In boosting both biotech and big pharma interest in vaccines, the recombinant hepatitis B vaccines also effected a more general shift in the vaccine innovation system. Previously, vaccine research and development had been dominated by public and charitable funding, while the price of the resulting vaccines was determined in large part by the need to make them available to populations in low- and middle-income countries as well as the global North. By the 1970s, however, the diminishing profit margins associated with commercial manufacture and distribution of vaccines had led to all but a handful of companies withdrawing from the market.
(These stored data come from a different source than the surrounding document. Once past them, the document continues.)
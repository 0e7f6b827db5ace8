//! Export sink: provider table as CSV, deduplicated listings as JSON.

pub mod json;
pub mod naming;
pub mod table;

use std::path::PathBuf;

use thiserror::Error;

pub use json::export_offers_json;
pub use naming::{export_file_stem, safe_city};
pub use table::{export_provider_table, write_provider_table};

#[derive(Debug, Error)]
pub enum ExportError {
    #[error("failed to write {}: {source}", .path.display())]
    Io {
        path: PathBuf,
        #[source]
        source: std::io::Error,
    },

    #[error("CSV error: {0}")]
    Csv(#[from] csv::Error),

    #[error("JSON error: {0}")]
    Json(#[from] serde_json::Error),
}

/// Creates `dir` and its parents if missing.
///
/// # Errors
///
/// Returns [`ExportError::Io`] if the directory cannot be created.
pub fn ensure_export_dir(dir: &std::path::Path) -> Result<(), ExportError> {
    std::fs::create_dir_all(dir).map_err(|source| ExportError::Io {
        path: dir.to_path_buf(),
        source,
    })
}

#[cfg(test)]
pub(crate) mod test_support {
    use std::path::PathBuf;

    /// A fresh directory under the system temp dir, unique per test.
    pub fn scratch_dir(name: &str) -> PathBuf {
        let dir = std::env::temp_dir().join(format!(
            "offerscan-export-{name}-{}",
            std::process::id()
        ));
        let _ = std::fs::remove_dir_all(&dir);
        std::fs::create_dir_all(&dir).unwrap();
        dir
    }
}
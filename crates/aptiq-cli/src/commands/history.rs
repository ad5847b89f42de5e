//! The `aptiq history` command.

use std::path::PathBuf;

use anyhow::Result;
use comfy_table::{Cell, Table};

pub async fn execute(
    config_path: Option<PathBuf>,
    user: String,
    limit: Option<usize>,
    json: bool,
) -> Result<()> {
    let (_, service) = super::build_service(config_path.as_deref())?;
    let limit = limit.unwrap_or(service.config().history_limit);

    let history = service.get_user_quiz_history(&user, limit).await;

    if json {
        println!("{}", serde_json::to_string_pretty(&history)?);
        return Ok(());
    }

    if history.is_empty() {
        println!("No completed sessions for {user}.");
        return Ok(());
    }

    let mut table = Table::new();
    table.set_header(vec![
        "#",
        "Started",
        "Questions",
        "Correct",
        "Accuracy",
        "Score",
    ]);
    for archived in &history {
        let session = &archived.session;
        table.add_row(vec![
            Cell::new(archived.seq),
            Cell::new(session.started_at.format("%Y-%m-%d %H:%M")),
            Cell::new(session.questions.len()),
            Cell::new(session.correct_count()),
            Cell::new(format!("{:.1}%", session.accuracy() * 100.0)),
            Cell::new(session.display_score()),
        ]);
    }
    println!("Recent sessions for {user}:\n{table}");

    let summary = service.get_user_summary(&user).await;
    println!(
        "\n{} session(s), {} questions, {:.1}% correct, best score {}, average {:.1}",
        summary.sessions,
        summary.overall.total,
        summary.accuracy * 100.0,
        summary.best_score,
        summary.average_score
    );

    let mut table = Table::new();
    table.set_header(vec!["Category", "Questions", "Correct", "Timed out", "Accuracy"]);
    for (category, topic) in &summary.by_category {
        table.add_row(vec![
            Cell::new(category),
            Cell::new(topic.total),
            Cell::new(topic.correct),
            Cell::new(topic.timed_out),
            Cell::new(format!("{:.1}%", topic.accuracy() * 100.0)),
        ]);
    }
    println!("\n{table}");

    Ok(())
}
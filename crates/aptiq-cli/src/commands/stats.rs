//! The `aptiq stats` command.

use std::path::PathBuf;

use anyhow::Result;
use comfy_table::{Cell, Table};

pub async fn execute(config_path: Option<PathBuf>) -> Result<()> {
    let (_, service) = super::build_service(config_path.as_deref())?;
    service.seed_if_empty().await;

    let stats = service.get_question_stats().await;
    println!("Total questions: {}", stats.total);

    let mut table = Table::new();
    table.set_header(vec!["Category", "Questions"]);
    for (category, count) in &stats.by_category {
        table.add_row(vec![Cell::new(category), Cell::new(count)]);
    }
    println!("\n{table}");

    let mut table = Table::new();
    table.set_header(vec!["Difficulty", "Questions"]);
    for (difficulty, count) in &stats.by_difficulty {
        table.add_row(vec![Cell::new(difficulty), Cell::new(count)]);
    }
    println!("\n{table}");

    Ok(())
}
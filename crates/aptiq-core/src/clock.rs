//! Wall-clock source for session timestamps.

use std::sync::Mutex;

use chrono::{DateTime, Duration, Utc};

/// Supplies the current time to sessions.
pub trait Clock: Send + Sync {
    fn now(&self) -> DateTime<Utc>;
}

/// The system clock.
#[derive(Debug, Clone, Copy, Default)]
pub struct SystemClock;

impl Clock for SystemClock {
    fn now(&self) -> DateTime<Utc> {
        Utc::now()
    }
}

/// A clock that only moves when told to.
#[derive(Debug)]
pub struct ManualClock {
    now: Mutex<DateTime<Utc>>,
}

impl ManualClock {
    pub fn new(start: DateTime<Utc>) -> Self {
        Self {
            now: Mutex::new(start),
        }
    }

    pub fn advance(&self, by: Duration) {
        let mut now = self.now.lock().unwrap_or_else(|e| e.into_inner());
        *now += by;
    }

    pub fn set(&self, to: DateTime<Utc>) {
        *self.now.lock().unwrap_or_else(|e| e.into_inner()) = to;
    }
}

impl Clock for ManualClock {
    fn now(&self) -> DateTime<Utc> {
        *self.now.lock().unwrap_or_else(|e| e.into_inner())
    }
}
//! Question bank breakdowns and session analytics.
//!
//! Everything here is derived on read from questions or archived session
//! records; nothing is stored.

use std::collections::BTreeMap;

use serde::{Deserialize, Serialize};

use crate::model::{AnsweredSlot, Category, Difficulty, Question, SessionRecord};

/// Size of the question bank with per-category and per-difficulty counts.
#[derive(Debug, Clone, Default, PartialEq, Eq, Serialize, Deserialize)]
pub struct QuestionStats {
    pub total: usize,
    pub by_category: BTreeMap<String, usize>,
    pub by_difficulty: BTreeMap<String, usize>,
}

/// Count questions per category and per difficulty. Every known category
/// and difficulty appears, with zero if absent, and each question is
/// counted exactly once in each breakdown.
pub fn compute_question_stats(questions: &[Question]) -> QuestionStats {
    let mut by_category: BTreeMap<String, usize> = Category::ALL
        .iter()
        .map(|c| (c.to_string(), 0))
        .collect();
    let mut by_difficulty: BTreeMap<String, usize> = Difficulty::ALL
        .iter()
        .map(|d| (d.to_string(), 0))
        .collect();

    for q in questions {
        *by_category.entry(q.category.to_string()).or_default() += 1;
        *by_difficulty.entry(q.difficulty.to_string()).or_default() += 1;
    }

    QuestionStats {
        total: questions.len(),
        by_category,
        by_difficulty,
    }
}

/// Outcome counts for one topic.
#[derive(Debug, Clone, Copy, Default, PartialEq, Serialize, Deserialize)]
pub struct TopicStats {
    pub total: usize,
    pub correct: usize,
    pub incorrect: usize,
    pub timed_out: usize,
}

impl TopicStats {
    fn record(&mut self, question: &Question, slot: &AnsweredSlot) {
        self.total += 1;
        match *slot {
            AnsweredSlot::Selected(k) if question.is_correct(k) => self.correct += 1,
            AnsweredSlot::Selected(_) => self.incorrect += 1,
            AnsweredSlot::TimedOut => self.timed_out += 1,
            AnsweredSlot::Unanswered => {}
        }
    }

    fn merge(&mut self, other: &TopicStats) {
        self.total += other.total;
        self.correct += other.correct;
        self.incorrect += other.incorrect;
        self.timed_out += other.timed_out;
    }

    /// correct / total, or 0 for an empty topic.
    pub fn accuracy(&self) -> f64 {
        if self.total == 0 {
            0.0
        } else {
            self.correct as f64 / self.total as f64
        }
    }
}

/// Derived statistics for one session.
#[derive(Debug, Clone, PartialEq, Serialize, Deserialize)]
pub struct SessionStats {
    pub overall: TopicStats,
    pub accuracy: f64,
    pub raw_score: i64,
    pub display_score: i64,
    /// Breakdown keyed by question category.
    pub by_category: BTreeMap<Category, TopicStats>,
}

/// Compute accuracy and the per-topic breakdown of a session.
pub fn compute_session_stats(record: &SessionRecord) -> SessionStats {
    let mut overall = TopicStats::default();
    let mut by_category: BTreeMap<Category, TopicStats> = BTreeMap::new();

    for (question, answer) in record.results() {
        overall.record(question, &answer.slot);
        by_category
            .entry(question.category)
            .or_default()
            .record(question, &answer.slot);
    }

    SessionStats {
        accuracy: overall.accuracy(),
        overall,
        raw_score: record.score,
        display_score: record.display_score(),
        by_category,
    }
}

/// Aggregate over all archived sessions of one user.
#[derive(Debug, Clone, Default, PartialEq, Serialize, Deserialize)]
pub struct UserSummary {
    pub user_id: String,
    pub sessions: usize,
    pub overall: TopicStats,
    pub accuracy: f64,
    pub best_score: i64,
    pub average_score: f64,
    pub by_category: BTreeMap<Category, TopicStats>,
}

/// Summarize a user's archived sessions.
pub fn compute_user_summary(user_id: &str, records: &[SessionRecord]) -> UserSummary {
    let mut summary = UserSummary {
        user_id: user_id.to_string(),
        sessions: records.len(),
        ..Default::default()
    };
    if records.is_empty() {
        return summary;
    }

    let mut score_sum = 0i64;
    for record in records {
        let stats = compute_session_stats(record);
        summary.overall.merge(&stats.overall);
        for (category, topic) in &stats.by_category {
            summary.by_category.entry(*category).or_default().merge(topic);
        }
        summary.best_score = summary.best_score.max(stats.display_score);
        score_sum += stats.display_score;
    }

    summary.accuracy = summary.overall.accuracy();
    summary.average_score = score_sum as f64 / records.len() as f64;
    summary
}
By contrast, the recombinant hepatitis B vaccines were predominantly a private-sector initiative, taking shape within and helping to articulate the developing network of interactions between academia, new biotech start-ups and established pharmaceutical companies that was coming to dominate pharmaceutical innovation more generally. They also displayed other features of the developing pharmaceutical innovation system – in particular the patterns of strict ownership and control of intellectual property that were crucial for mediating the increasingly complex network of institutional interactions that characterised it.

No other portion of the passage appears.